Dianna F. Woods, 59, of Citrus Heights, was found guilty Thursday on four counts of making false statements on federal loan applications, capping a four-day trial that exposed a web of deceit tied to collapsing housing deals from the mid-2000s. The verdict, handed down in Sacramento federal court, marks the latest conviction in a widening probe into real estate fraud that exploited the last housing bubble’s final gasps.
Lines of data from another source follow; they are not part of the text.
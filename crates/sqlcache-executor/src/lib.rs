//! Executor - Cached SQL Execution
//!
//! This crate sits between a SQL compiler and a database driver. Reads are
//! served from a pluggable store when caching applies; writes evict the
//! cached reads of the tables they touch.

pub mod cache;
pub mod config;
mod database;
pub mod driver;
pub mod errors;

pub use cache::{
    CacheEntry, CacheKey, CacheMode, CacheOptions, CacheOverride, CacheStats, CacheStore, CacheStrategy,
    GlobalCacheConfig, Invalidation, MemoryStore, MutationEvent, NoopStore, Passthrough, PreparedSelect,
    UsedTables,
};
pub use config::{Settings, StoreKind};
pub use database::{CacheSetup, QueryCache};
pub use driver::Driver;
pub use errors::{CacheError, DriverError, ExecutorError};
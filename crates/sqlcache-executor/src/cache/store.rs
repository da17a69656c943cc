//! Cache store abstraction
//!
//! The store owns entry lifecycle: creation on `put`, removal on invalidation
//! and any eviction or expiry policy of its own. The cache layer never looks
//! inside entries beyond hit or miss.

use std::collections::BTreeSet;

use async_trait::async_trait;
use sqlcache_ast::Statement;
use sqlcache_types::Row;

use super::{CacheKey, Passthrough};
use crate::errors::CacheError;

/// Value written to the store for one cached read
#[derive(Debug, Clone, PartialEq)]
pub struct CacheEntry {
    pub rows: Vec<Row>,
    /// Exactly `{tag}` for custom-tagged reads, else the read's used tables
    pub tags: BTreeSet<String>,
    /// Whether `on_mutate` may evict this entry
    pub auto_invalidate: bool,
    pub passthrough: Passthrough,
}

/// Manual invalidation request
///
/// Table names map 1:1 onto tags of the same string. An entry is removed when
/// its tag set intersects either list. Both lists empty means nothing to do.
#[derive(Debug, Clone, Default, PartialEq, Eq)]
pub struct Invalidation {
    pub tables: Vec<String>,
    pub tags: Vec<String>,
}

impl Invalidation {
    pub fn table(table: impl Into<String>) -> Self {
        Invalidation { tables: vec![table.into()], tags: Vec::new() }
    }

    pub fn tables<I, S>(tables: I) -> Self
    where
        I: IntoIterator<Item = S>,
        S: Into<String>,
    {
        Invalidation { tables: tables.into_iter().map(Into::into).collect(), tags: Vec::new() }
    }

    pub fn tag(tag: impl Into<String>) -> Self {
        Invalidation { tables: Vec::new(), tags: vec![tag.into()] }
    }

    pub fn tags<I, S>(tags: I) -> Self
    where
        I: IntoIterator<Item = S>,
        S: Into<String>,
    {
        Invalidation { tables: Vec::new(), tags: tags.into_iter().map(Into::into).collect() }
    }

    pub fn is_empty(&self) -> bool {
        self.tables.is_empty() && self.tags.is_empty()
    }

    /// Whether an entry carrying `entry_tags` is targeted
    pub fn matches(&self, entry_tags: &BTreeSet<String>) -> bool {
        self.tables.iter().chain(self.tags.iter()).any(|t| entry_tags.contains(t))
    }
}

/// Emitted once per successful write
#[derive(Debug, Clone, Default, PartialEq, Eq)]
pub struct MutationEvent {
    pub tables: BTreeSet<String>,
}

impl MutationEvent {
    /// Event for the target tables of a write statement
    pub fn from_statement(stmt: &Statement) -> Self {
        MutationEvent {
            tables: stmt.target_tables().into_iter().map(|t| t.canonical_name().to_string()).collect(),
        }
    }

    /// Whether an entry must be evicted by this mutation
    pub fn matches(&self, entry: &CacheEntry) -> bool {
        entry.auto_invalidate && self.tables.iter().any(|t| entry.tags.contains(t))
    }
}

/// Backend holding cached read results
#[async_trait]
pub trait CacheStore: Send + Sync {
    /// Look up a cached result; `Ok(None)` is a miss
    async fn get(&self, key: &CacheKey) -> Result<Option<Vec<Row>>, CacheError>;

    /// Insert or replace the entry under `key`
    async fn put(&self, key: CacheKey, entry: CacheEntry) -> Result<(), CacheError>;

    /// Remove entries targeted by a manual invalidation
    async fn invalidate(&self, target: &Invalidation) -> Result<(), CacheError>;

    /// Remove entries affected by a successful write
    ///
    /// The default treats the mutation as a table invalidation; stores that
    /// keep `auto_invalidate` should skip entries that opted out.
    async fn on_mutate(&self, event: &MutationEvent) -> Result<(), CacheError> {
        self.invalidate(&Invalidation::tables(event.tables.iter().cloned())).await
    }

    /// True for stores that never hold anything
    fn is_noop(&self) -> bool {
        false
    }
}

/// Store used when no cache is configured: always misses, drops everything
#[derive(Debug, Default, Clone, Copy)]
pub struct NoopStore;

#[async_trait]
impl CacheStore for NoopStore {
    async fn get(&self, _key: &CacheKey) -> Result<Option<Vec<Row>>, CacheError> {
        Ok(None)
    }

    async fn put(&self, _key: CacheKey, _entry: CacheEntry) -> Result<(), CacheError> {
        Ok(())
    }

    async fn invalidate(&self, _target: &Invalidation) -> Result<(), CacheError> {
        Ok(())
    }

    async fn on_mutate(&self, _event: &MutationEvent) -> Result<(), CacheError> {
        Ok(())
    }

    fn is_noop(&self) -> bool {
        true
    }
}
Woods, a licensed real estate salesperson, worked at VLD Realty—doing business as Trade House USA—in the Sacramento area, where the firm built and sold homes in developments across Sacramento, Carmichael, and Copperopolis. As the market crumbled between 2006 and 2008, VLD resorted to illegal incentives: covering down payments or slipping cash to buyers after closing, all while hiding those transactions from lenders. Woods didn’t just facilitate the scheme—she dove headfirst into it.

Prosecutors proved at trial that Woods bought two homes using those hidden kickbacks, then submitted fraudulent loan applications to secure financing. The documents falsely inflated her income, employment status, and assets, while lying about the properties’ intended use, sale prices, and whether the down payments were borrowed. She didn’t stop there—she helped another buyer falsify loan paperwork for two additional properties and personally verified his fake employment.
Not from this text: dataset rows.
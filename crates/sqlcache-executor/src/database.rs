//! Cached database handle
//!
//! [`QueryCache`] pairs a driver with a [`CacheSetup`] chosen at construction
//! time. The setup is an ordinary value handed to every prepared read; there
//! is no process-wide cache registry.

use std::sync::Arc;

use sqlcache_ast::CompiledQuery;
use sqlcache_types::Row;
use tracing::debug;

use crate::{
    cache::{
        CacheStore, CacheStrategy, GlobalCacheConfig, Invalidation, MutationInterceptor, NoopStore,
        Passthrough, PreparedSelect,
    },
    driver::Driver,
    errors::ExecutorError,
};

/// Store plus global defaults used by a [`QueryCache`]
#[derive(Clone)]
pub struct CacheSetup {
    pub store: Arc<dyn CacheStore>,
    pub global: GlobalCacheConfig,
}

impl CacheSetup {
    /// No cache: every read goes to the driver, writes evict nothing
    pub fn none() -> Self {
        Self { store: Arc::new(NoopStore), global: GlobalCacheConfig::default() }
    }

    /// Reads are cached only when they opt in
    pub fn explicit(store: Arc<dyn CacheStore>) -> Self {
        Self::with_strategy(store, CacheStrategy::Explicit)
    }

    /// Reads are cached unless they opt out
    pub fn all(store: Arc<dyn CacheStore>) -> Self {
        Self::with_strategy(store, CacheStrategy::All)
    }

    pub fn with_strategy(store: Arc<dyn CacheStore>, strategy: CacheStrategy) -> Self {
        Self { store, global: GlobalCacheConfig { strategy, default_config: Passthrough::new() } }
    }

    /// Passthrough applied to every cached read unless overridden per call
    pub fn with_default_config(mut self, config: Passthrough) -> Self {
        self.global.default_config = config;
        self
    }
}

impl Default for CacheSetup {
    fn default() -> Self {
        Self::none()
    }
}

/// Driver wrapped with result caching and write-driven invalidation
pub struct QueryCache {
    driver: Arc<dyn Driver>,
    setup: CacheSetup,
    mutations: MutationInterceptor,
}

impl QueryCache {
    pub fn new(driver: Arc<dyn Driver>, setup: CacheSetup) -> Self {
        let mutations = MutationInterceptor::new(Arc::clone(&setup.store));
        Self { driver, setup, mutations }
    }

    /// Prepare a read; chain `with_cache` to override the global strategy
    pub fn select(&self, query: CompiledQuery) -> Result<PreparedSelect, ExecutorError> {
        PreparedSelect::new(
            query,
            self.setup.global.clone(),
            Arc::clone(&self.setup.store),
            Arc::clone(&self.driver),
        )
    }

    /// Run a write and evict cached reads of its target tables
    pub async fn write(&self, query: &CompiledQuery) -> Result<Vec<Row>, ExecutorError> {
        self.mutations.execute(self.driver.as_ref(), query).await
    }

    /// Route a statement by kind: reads use the global strategy, writes invalidate
    pub async fn execute(&self, query: CompiledQuery) -> Result<Vec<Row>, ExecutorError> {
        if query.kind().is_write() {
            self.write(&query).await
        } else {
            self.select(query)?.execute().await
        }
    }

    /// Manually evict entries by table or tag
    pub async fn invalidate(&self, target: Invalidation) -> Result<(), ExecutorError> {
        if target.is_empty() || self.setup.store.is_noop() {
            return Ok(());
        }
        debug!(tables = ?target.tables, tags = ?target.tags, "manual invalidation");
        self.setup.store.invalidate(&target).await?;
        Ok(())
    }

    pub fn strategy(&self) -> CacheStrategy {
        self.setup.global.strategy
    }

    pub fn store(&self) -> &Arc<dyn CacheStore> {
        &self.setup.store
    }
}
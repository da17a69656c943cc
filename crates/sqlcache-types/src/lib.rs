//! Value types for the query cache
//!
//! This crate provides the data carried between the driver and the cache:
//! - SQL values bound as statement parameters or returned in rows
//! - Result rows
//! - A canonical byte encoding of values used for cache keys

mod row;
mod sql_value;

pub use row::Row;
pub use sql_value::SqlValue;
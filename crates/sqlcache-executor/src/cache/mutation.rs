//! Invalidating write path

use std::sync::Arc;

use sqlcache_ast::CompiledQuery;
use sqlcache_types::Row;
use tracing::{debug, warn};

use super::{CacheStore, MutationEvent};
use crate::{driver::Driver, errors::ExecutorError};

/// Runs INSERT / UPDATE / DELETE and evicts dependent cached reads
///
/// Eviction is awaited before the write reports success, so a caller that
/// reads right after writing never sees the pre-write result. A failed write
/// evicts nothing; a failed eviction fails the write.
pub struct MutationInterceptor {
    store: Arc<dyn CacheStore>,
}

impl MutationInterceptor {
    pub fn new(store: Arc<dyn CacheStore>) -> Self {
        Self { store }
    }

    pub async fn execute(&self, driver: &dyn Driver, query: &CompiledQuery) -> Result<Vec<Row>, ExecutorError> {
        let kind = query.kind();
        if !kind.is_write() {
            return Err(ExecutorError::UnexpectedStatement { expected: "write", actual: kind });
        }

        let rows = driver.execute(&query.sql, &query.params).await?;

        if self.store.is_noop() {
            return Ok(rows);
        }

        let event = MutationEvent::from_statement(&query.statement);
        if let Err(e) = self.store.on_mutate(&event).await {
            warn!(%kind, tables = ?event.tables, error = %e, "cache invalidation failed after write");
            return Err(e.into());
        }
        debug!(%kind, tables = ?event.tables, "write invalidated cache");

        Ok(rows)
    }
}
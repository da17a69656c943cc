//! sqlcache - Query-result cache with table-scoped invalidation
//!
//! This is the root crate that re-exports all components.

pub use sqlcache_ast as ast;
pub use sqlcache_executor as executor;
pub use sqlcache_types as types;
The case was built by a joint task force from the Federal Bureau of Investigation and Internal Revenue Service-Criminal Investigation, underscoring the federal crackdown on financial fraud that bloomed during the housing crisis. Assistant United States Attorneys Shelley Weger and Todd Pickles led the prosecution, methodically dismantling Woods’s defense with paper trails and transaction records.

Woods now faces a maximum statutory penalty of 30 years in prison and a $1 million fine on each count when she’s sentenced by United States District Judge William B. Shubb on February 27, 2017. While the actual sentence will reflect federal guidelines and statutory factors, the verdict sends a clear message: fraud leaves fingerprints, and time doesn’t erase them.

This conviction is part of a broader dragnet—six other defendants have already pleaded guilty or been convicted in three related cases stemming from the same fraudulent network. As federal authorities continue to audit the wreckage of past real estate schemes, more fallout may still be coming from the shadows of the last crash.